Now, you can choose to contemplate that existential horror and risk insanity, or you can cede to your culture and your biology (because we can induce religious elements with fNMRI and drugs to some degree) and pretend that you matter and that there is order and justice in the world.
Most people would rather spend an eternity burning in Hell than a second considering that their consciousness is a temporary accident of chemistry that will end very soon.
Replies from: TAG↑ comment by TAG · 2021-01-27T13:37:44.293Z · LW(p) · GW(p)
People exist in a universe greater and more hostile than they could ever imagine
People haven't known that for long. And the knowledge coincided with a decline in religion.
Replies from: stuart-anderson↑ comment by Stuart Anderson (stuart-anderson) · 2021-01-27T20:32:13.119Z · LW(p) · GW(p)
Your universe is full of threat, and that wouldn't change if your entire universe was one tiny little room. People have always known that merely existing in their environment carries a significant risk of death. Knowledge of a bigger universe simply increases our awareness of doom.
As for an increase in secularism, I think that belief always finds purchase, and it doesn't have to be in things we typically describe as religion. It's not difficult to find people that believe things they either can't explain (which is science, for lots of people) or things that are demonstrable bullshit (The Secret is a best selling book).
Belief has utility. It wouldn't exist if it didn't. Anything with utility can be preserved by natural selection. The same belief of Gods that built the Temple also built the entire society and infrastructure required to build the Temple. A myth created something real.
comment by RedMan · 2021-02-04T21:55:49.615Z · LW(p) · GW(p)
I think you're not asking 'why belief', but rather 'why spiritual high'. The brain produces dmt and the brain produces natural analgesics, we are not sure about the origin of dissociative experiences, but chemicals can induce them. Through certain behaviors, which are given cultural significance, it is possible for some people to get high on themselves.
Removing bullet point 1 from the list is probably appropriate, an organized religion distrustful of spiritual experiences can exist. Some orthodox religions that are out of vogue were explicitly distrustful of these spiritual experiences, and more likely to blame them on satan or djinn than the favor of a venerated deity.
That said if a purveyor of religion figures out a way to create a pleasureable emotional state in others, that state could be associated with the religion or offered as evidence of its' truth for the purpose of persuasion. I think this is common today in the USA.

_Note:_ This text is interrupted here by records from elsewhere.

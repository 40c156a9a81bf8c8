//! Client-side state containers over the API client.
//!
//! - `ProductCatalog`: paginated product listing with search/category filters
//! - `CartState`: the signed-in customer's cart

pub mod cart;
pub mod catalog;

pub use cart::CartState;
pub use catalog::ProductCatalog;

use crate::api::ApiError;

/// Message shown for a failed load: the server's reason when it gave one.
pub(crate) fn failure_message(err: &ApiError, fallback: &str) -> String {
    match err {
        ApiError::RequestFailed { message, .. } if !message.trim().is_empty() => message.clone(),
        ApiError::InvalidCredentials(reason) => reason.clone(),
        _ => fallback.to_string(),
    }
}

#[cfg(test)]
mod tests {
    use super::*;

    #[test]
    fn test_failure_message() {
        let rejected = ApiError::RequestFailed {
            status: 422,
            message: "Out of stock".to_string(),
        };
        assert_eq!(failure_message(&rejected, "Failed to add item"), "Out of stock");
        assert_eq!(
            failure_message(&ApiError::NetworkUnreachable("timeout".into()), "Failed to add item"),
            "Failed to add item"
        );
    }
}
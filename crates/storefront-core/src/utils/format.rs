/// Format an amount as dollars with thousands separators, e.g. `$1,200,000.00`
pub fn format_amount(amount: f64) -> String {
    let cents = (amount.abs() * 100.0).round() as u64;
    let whole = (cents / 100).to_string();

    let mut grouped = String::with_capacity(whole.len() + whole.len() / 3);
    for (i, c) in whole.chars().enumerate() {
        if i > 0 && (whole.len() - i) % 3 == 0 {
            grouped.push(',');
        }
        grouped.push(c);
    }

    let sign = if amount < 0.0 && cents > 0 { "-" } else { "" };
    format!("{}${}.{:02}", sign, grouped, cents % 100)
}

/// Format a decimal price string as sent by the server.
/// Returns the input unchanged if it is not a number.
pub fn format_price(price: &str) -> String {
    match price.trim().parse::<f64>() {
        Ok(amount) if amount.is_finite() => format_amount(amount),
        _ => price.to_string(),
    }
}

/// Truncate a string to a maximum number of characters, adding ellipsis if needed
pub fn truncate(s: &str, max_chars: usize) -> String {
    if s.chars().count() <= max_chars {
        s.to_string()
    } else if max_chars <= 3 {
        s.chars().take(max_chars).collect()
    } else {
        let truncated: String = s.chars().take(max_chars - 3).collect();
        format!("{}...", truncated)
    }
}

/// Format a date string to a more readable format
pub fn format_date(date: &str) -> String {
    if let Ok(dt) = chrono::DateTime::parse_from_rfc3339(date) {
        dt.format("%b %d, %Y").to_string()
    } else if date.len() >= 10 && date.is_char_boundary(10) {
        // Keep the YYYY-MM-DD part
        date[..10].to_string()
    } else {
        date.to_string()
    }
}

#[cfg(test)]
mod tests {
    use super::*;

    #[test]
    fn test_format_amount() {
        assert_eq!(format_amount(0.0), "$0.00");
        assert_eq!(format_amount(99.9), "$99.90");
        assert_eq!(format_amount(1200000.0), "$1,200,000.00");
        assert_eq!(format_amount(-1234.5), "-$1,234.50");
    }

    #[test]
    fn test_format_price() {
        assert_eq!(format_price("1500000.00"), "$1,500,000.00");
        assert_eq!(format_price("12"), "$12.00");
        assert_eq!(format_price("n/a"), "n/a");
    }

    #[test]
    fn test_truncate() {
        assert_eq!(truncate("Hello", 10), "Hello");
        assert_eq!(truncate("Hello World", 8), "Hello...");
        assert_eq!(truncate("Hi", 2), "Hi");
        assert_eq!(truncate("Sepatu Lari Pria", 9), "Sepatu...");
    }

    #[test]
    fn test_format_date() {
        assert_eq!(format_date("2024-05-01T10:00:00.000000Z"), "May 01, 2024");
        assert_eq!(format_date("2024-05-01 10:00:00"), "2024-05-01");
        assert_eq!(format_date("soon"), "soon");
    }
}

If you want a shortcut to a spiritual experience without religious context, a look through erowid leads me to think that taking ketamine (nmda antagonist) and DMT should get you there without the need for an angry man in the sky, though you would be breaking some laws and risking real prison time depending on how you got everything together. Therefore, while spiritual experience became associated with religious practice, it probably is not at all.